Exercise brief: Once the line containing "pub async fn clear(&self, user_id: &str)" is found, please set it down along with each following line, exactly, to the end of the material.

____ Task input

use std::sync::OnceLock;

use regex::Regex;
use serde::{Deserialize, Serialize};

/// One piece of emotional advice, `Consejo: descripción` on the wire.
#[derive(Debug, Clone, Serialize, Deserialize, PartialEq, utoipa::ToSchema)]
pub struct AdviceItem {
    pub title: String,
    pub description: String,
}

fn list_marker() -> &'static Regex {
    static MARKER: OnceLock<Regex> = OnceLock::new();
    MARKER.get_or_init(|| {
        Regex::new(r"^(?:[-*•]\s*|\d+[.)]\s*)+").expect("list marker pattern is valid")
    })
}

/// Split an advice response into items, one per non-empty line.
///
/// Leading bullets, numbering and markdown bold are dropped. A line with no
/// colon becomes an item with an empty title.
pub fn parse_advice(text: &str) -> Vec<AdviceItem> {
    text.lines()
        .map(str::trim)
        .filter(|line| !line.is_empty())
        .map(|line| {
            let line = list_marker().replace(line, "");
            let line = line.replace("**", "");
            match line.split_once(':') {
                Some((title, description)) => AdviceItem {
                    title: title.trim().to_string(),
                    description: description.trim().to_string(),
                },
                None => AdviceItem {
                    title: String::new(),
                    description: line.trim().to_string(),
                },
            }
        })
        .filter(|item| !(item.title.is_empty() && item.description.is_empty()))
        .collect()
}
//! v1 Diary handlers.

use axum::extract::{Path, State};
use axum_extra::extract::Query;
use validator::Validate;

use crate::api::v1::dto::{
    CreateDiaryEntryRequest, CreateDiaryEntryResponse, DeleteDiaryEntryResponse,
    DiaryEntryQuery, DiaryEntryResponse, ListDiaryEntriesQuery, ListDiaryEntriesResponse,
};
use crate::api::v1::response::{ApiError, ApiResponse, ErrorCode};
use crate::api::{AppJson, AppState};

/// `POST /api/v1/diary`
#[utoipa::path(
    post,
    path = "/api/v1/diary",
    tag = "diary",
    operation_id = "diary.create",
    request_body = CreateDiaryEntryRequest,
    responses(
        (status = 201, description = "Entry stored and personality updated", body = CreateDiaryEntryResponse),
        (status = 400, description = "Duplicate title, invalid body or unusable analysis", body = ApiError),
    )
)]
pub async fn create_entry(
    State(state): State<AppState>,
    AppJson(req): AppJson<CreateDiaryEntryRequest>,
) -> ApiResponse<CreateDiaryEntryResponse> {
    if let Err(e) = req.validate() {
        return ApiResponse::error(ErrorCode::InvalidRequest, e.to_string());
    }

    match state
        .diary
        .create_entry(&req.user_id, &req.titulo, &req.entrada)
        .await
    {
        Ok((entry, scores)) => ApiResponse::created(CreateDiaryEntryResponse::new(entry, scores)),
        Err(e) => e.into(),
    }
}

/// `GET /api/v1/diary`
#[utoipa::path(
    get,
    path = "/api/v1/diary",
    tag = "diary",
    operation_id = "diary.list",
    params(ListDiaryEntriesQuery),
    responses(
        (status = 200, description = "Entries for the user, oldest first", body = ListDiaryEntriesResponse),
        (status = 400, description = "Missing user_id", body = ApiError),
    )
)]
pub async fn list_entries(
    State(state): State<AppState>,
    Query(query): Query<ListDiaryEntriesQuery>,
) -> ApiResponse<ListDiaryEntriesResponse> {
    let Some(user_id) = query.user_id.filter(|id| !id.trim().is_empty()) else {
        return ApiResponse::error(ErrorCode::InvalidRequest, "user_id is required");
    };

    match state.diary.list_entries(&user_id).await {
        Ok(entries) => ApiResponse::success(ListDiaryEntriesResponse {
            entries: entries.into_iter().map(DiaryEntryResponse::from).collect(),
        }),
        Err(e) => e.into(),
    }
}

/// `GET /api/v1/diary/{titulo}`
#[utoipa::path(
    get,
    path = "/api/v1/diary/{titulo}",
    tag = "diary",
    operation_id = "diary.get",
    params(
        ("titulo" = String, Path, description = "Entry title"),
        DiaryEntryQuery,
    ),
    responses(
        (status = 200, description = "Entry found", body = DiaryEntryResponse),
        (status = 404, description = "Entry not found", body = ApiError),
    )
)]
pub async fn get_entry(
    State(state): State<AppState>,
    Path(titulo): Path<String>,
    Query(query): Query<DiaryEntryQuery>,
) -> ApiResponse<DiaryEntryResponse> {
    match state
        .diary
        .get_entry(query.user_id.as_deref(), &titulo)
        .await
    {
        Ok(entry) => ApiResponse::success(DiaryEntryResponse::from(entry)),
        Err(e) => e.into(),
    }
}

/// `DELETE /api/v1/diary/{titulo}`
#[utoipa::path(
    delete,
    path = "/api/v1/diary/{titulo}",
    tag = "diary",
    operation_id = "diary.delete",
    params(
        ("titulo" = String, Path, description = "Entry title"),
        DiaryEntryQuery,
    ),
    responses(
        (status = 200, description = "Entry deleted", body = DeleteDiaryEntryResponse),
        (status = 404, description = "Entry not found", body = ApiError),
    )
)]
pub async fn delete_entry(
    State(state): State<AppState>,
    Path(titulo): Path<String>,
    Query(query): Query<DiaryEntryQuery>,
) -> ApiResponse<DeleteDiaryEntryResponse> {
    match state
        .diary
        .delete_entry(query.user_id.as_deref(), &titulo)
        .await
    {
        Ok(()) => ApiResponse::success(DeleteDiaryEntryResponse {
            detail: format!("Diary entry '{titulo}' deleted"),
        }),
        Err(e) => e.into(),
    }
}
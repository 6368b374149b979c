use async_trait::async_trait;

use crate::error::Result;
use crate::models::{ConversationTurn, DiaryEntry, PersonalityScores, User};

// ---------------------------------------------------------------------------
// Document store
// ---------------------------------------------------------------------------

/// CRUD operations for diary entries.
///
/// Lookups by title take an optional `user_id`. Without it the oldest entry
/// carrying that title, for any user, is used.
#[async_trait]
pub trait DiaryStore: Send + Sync {
    async fn create_entry(&self, entry: &DiaryEntry) -> Result<()>;
    async fn find_entry(&self, user_id: Option<&str>, titulo: &str) -> Result<Option<DiaryEntry>>;
    async fn list_entries(&self, user_id: &str) -> Result<Vec<DiaryEntry>>;
    async fn delete_entry(&self, user_id: Option<&str>, titulo: &str) -> Result<bool>;
}

/// User records and their personality scores.
#[async_trait]
pub trait UserStore: Send + Sync {
    async fn get_user(&self, user_id: &str) -> Result<Option<User>>;
    /// Overwrite the user's scores, creating the record if needed.
    async fn update_personality(&self, user_id: &str, scores: &PersonalityScores)
        -> Result<User>;
}

/// Document store backend plus lifecycle operations.
#[async_trait]
pub trait DatabaseBackend: DiaryStore + UserStore {
    /// Sync with remote (e.g. Turso replication). No-op for local-only backends.
    async fn sync(&self) -> Result<()>;
}

// ---------------------------------------------------------------------------
// Key-value store
// ---------------------------------------------------------------------------

/// Ordered per-key lists of conversation turns.
#[async_trait]
pub trait ConversationStore: Send + Sync {
    /// Append to the tail of the list and return its new length.
    async fn push_turn(&self, key: &str, turn: &ConversationTurn) -> Result<u64>;
    /// The whole list, oldest first.
    async fn list_turns(&self, key: &str) -> Result<Vec<ConversationTurn>>;
    /// Remove the list and return how many turns it held.
    async fn clear_turns(&self, key: &str) -> Result<u64>;
}
use crate::db::connection::Database;
use crate::db::repository::{ConversationRepository, DiaryRepository, UserRepository};
use crate::db::traits::{ConversationStore, DatabaseBackend, DiaryStore, UserStore};
use crate::error::Result;
use crate::models::{ConversationTurn, DiaryEntry, PersonalityScores, User};
use async_trait::async_trait;

/// libSQL-backed store. The same type serves the document store and the
/// conversation store; point two instances at different databases to split them.
pub struct LibSqlBackend {
    db: Database,
}

impl LibSqlBackend {
    pub fn new(db: Database) -> Self {
        Self { db }
    }
}

#[async_trait]
impl DiaryStore for LibSqlBackend {
    async fn create_entry(&self, entry: &DiaryEntry) -> Result<()> {
        let conn = self.db.connect()?;
        DiaryRepository::create(&conn, entry).await
    }
    async fn find_entry(&self, user_id: Option<&str>, titulo: &str) -> Result<Option<DiaryEntry>> {
        let conn = self.db.connect()?;
        DiaryRepository::find(&conn, user_id, titulo).await
    }
    async fn list_entries(&self, user_id: &str) -> Result<Vec<DiaryEntry>> {
        let conn = self.db.connect()?;
        DiaryRepository::list_by_user(&conn, user_id).await
    }
    async fn delete_entry(&self, user_id: Option<&str>, titulo: &str) -> Result<bool> {
        let conn = self.db.connect()?;
        DiaryRepository::delete(&conn, user_id, titulo).await
    }
}

#[async_trait]
impl UserStore for LibSqlBackend {
    async fn get_user(&self, user_id: &str) -> Result<Option<User>> {
        let conn = self.db.connect()?;
        UserRepository::get(&conn, user_id).await
    }
    async fn update_personality(
        &self,
        user_id: &str,
        scores: &PersonalityScores,
    ) -> Result<User> {
        let conn = self.db.connect()?;
        UserRepository::upsert_personality(&conn, user_id, scores).await
    }
}

#[async_trait]
impl DatabaseBackend for LibSqlBackend {
    async fn sync(&self) -> Result<()> {
        self.db.sync().await
    }
}

#[async_trait]
impl ConversationStore for LibSqlBackend {
    async fn push_turn(&self, key: &str, turn: &ConversationTurn) -> Result<u64> {
        let conn = self.db.connect()?;
        ConversationRepository::push(&conn, key, turn).await
    }
    async fn list_turns(&self, key: &str) -> Result<Vec<ConversationTurn>> {
        let conn = self.db.connect()?;
        ConversationRepository::range(&conn, key).await
    }
    async fn clear_turns(&self, key: &str) -> Result<u64> {
        let conn = self.db.connect()?;
        ConversationRepository::delete(&conn, key).await
    }
}
use axum::Json;
use utoipa::OpenApi;
use utoipa_redoc::{Redoc, Servable};

use super::dto;
use super::handlers;
use super::response;

#[derive(OpenApi)]
#[openapi(
    info(
        title = "Diario API",
        version = "1.0.0",
        description = "Diary and therapist-chat backend with LLM-derived Big-Five personality scores.",
    ),
    paths(
        handlers::health::health_check,
        handlers::diary::create_entry,
        handlers::diary::list_entries,
        handlers::diary::get_entry,
        handlers::diary::delete_entry,
        handlers::messages::send_message,
        handlers::messages::get_history,
        handlers::messages::clear_history,
        handlers::users::get_personality,
        handlers::users::get_advice,
    ),
    components(schemas(
        // Response envelope
        response::ErrorCode,
        response::ApiError,
        // Diary
        dto::diary::CreateDiaryEntryRequest,
        dto::diary::CreateDiaryEntryResponse,
        dto::diary::DiaryEntryResponse,
        dto::diary::ListDiaryEntriesResponse,
        dto::diary::DeleteDiaryEntryResponse,
        // Messages
        dto::messages::ChatMessageRequest,
        dto::messages::ChatMessageResponse,
        dto::messages::ConversationTurnResponse,
        dto::messages::ConversationHistoryResponse,
        dto::messages::ClearConversationResponse,
        // Users
        dto::users::PersonalityResponse,
        dto::users::AdviceResponse,
        crate::models::PersonalityScores,
        crate::intelligence::AdviceItem,
        // Health (handler-local types)
        handlers::health::HealthData,
        handlers::health::DatabaseStatus,
        handlers::health::LlmStatus,
    )),
    tags(
        (name = "health", description = "Health check"),
        (name = "diary", description = "Diary entries and personality analysis"),
        (name = "messages", description = "Therapist chat and conversation history"),
        (name = "users", description = "Per-user personality scores and advice"),
    ),
)]
pub struct ApiDoc;

pub async fn openapi_json() -> Json<utoipa::openapi::OpenApi> {
    Json(ApiDoc::openapi())
}

pub fn redoc_router<S: Clone + Send + Sync + 'static>() -> axum::Router<S> {
    Redoc::with_url("/docs", ApiDoc::openapi()).into()
}
//! v1 API Data Transfer Objects.
//!
//! These types define the wire format for the v1 REST API. They are separate
//! from the internal domain models in `src/models/`.

pub mod diary;
pub mod messages;
pub mod users;

pub use diary::*;
pub use messages::*;
pub use users::*;
use std::sync::Arc;

use crate::db::ConversationStore;
use crate::error::{DiarioError, Result};
use crate::llm::prompts::THERAPIST_SYSTEM_PROMPT;
use crate::llm::LlmProvider;
use crate::models::{conversation_key, ChatMessage, ConversationTurn};

/// Therapist-style chat over a per-user conversation list.
#[derive(Clone)]
pub struct ChatService {
    conversations: Arc<dyn ConversationStore>,
    llm: LlmProvider,
}

impl ChatService {
    pub fn new(conversations: Arc<dyn ConversationStore>, llm: LlmProvider) -> Self {
        Self { conversations, llm }
    }

    /// Record the user's message, ask the model for a reply and record that too.
    ///
    /// When the model gives nothing back only the user's turn is kept.
    pub async fn process_message(&self, user_id: &str, text: &str) -> Result<ChatMessage> {
        let key = conversation_key(user_id);

        let len = self
            .conversations
            .push_turn(&key, &ConversationTurn::user(text))
            .await?;
        tracing::debug!(user_id, turns = len, "User turn stored");

        let history = self.conversations.list_turns(&key).await?;

        let reply = self
            .llm
            .respond(THERAPIST_SYSTEM_PROMPT, &history)
            .await
            .ok_or_else(|| {
                DiarioError::Internal("The language model returned no reply".to_string())
            })?;

        self.conversations
            .push_turn(&key, &ConversationTurn::assistant(reply.clone()))
            .await?;

        Ok(ChatMessage {
            user_id: user_id.to_string(),
            text: reply,
        })
    }

    pub async fn history(&self, user_id: &str) -> Result<Vec<ConversationTurn>> {
        self.conversations
            .list_turns(&conversation_key(user_id))
            .await
    }

    pub async fn clear(&self, user_id: &str) -> Result<u64> {
        let removed = self
            .conversations
            .clear_turns(&conversation_key(user_id))
            .await?;
        tracing::info!(user_id, removed, "Conversation cleared");
        Ok(removed)
    }
}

________

Answer to this problem:
    pub async fn clear(&self, user_id: &str) -> Result<u64> {
        let removed = self
            .conversations
            .clear_turns(&conversation_key(user_id))
            .await?;
        tracing::info!(user_id, removed, "Conversation cleared");
        Ok(removed)
    }
}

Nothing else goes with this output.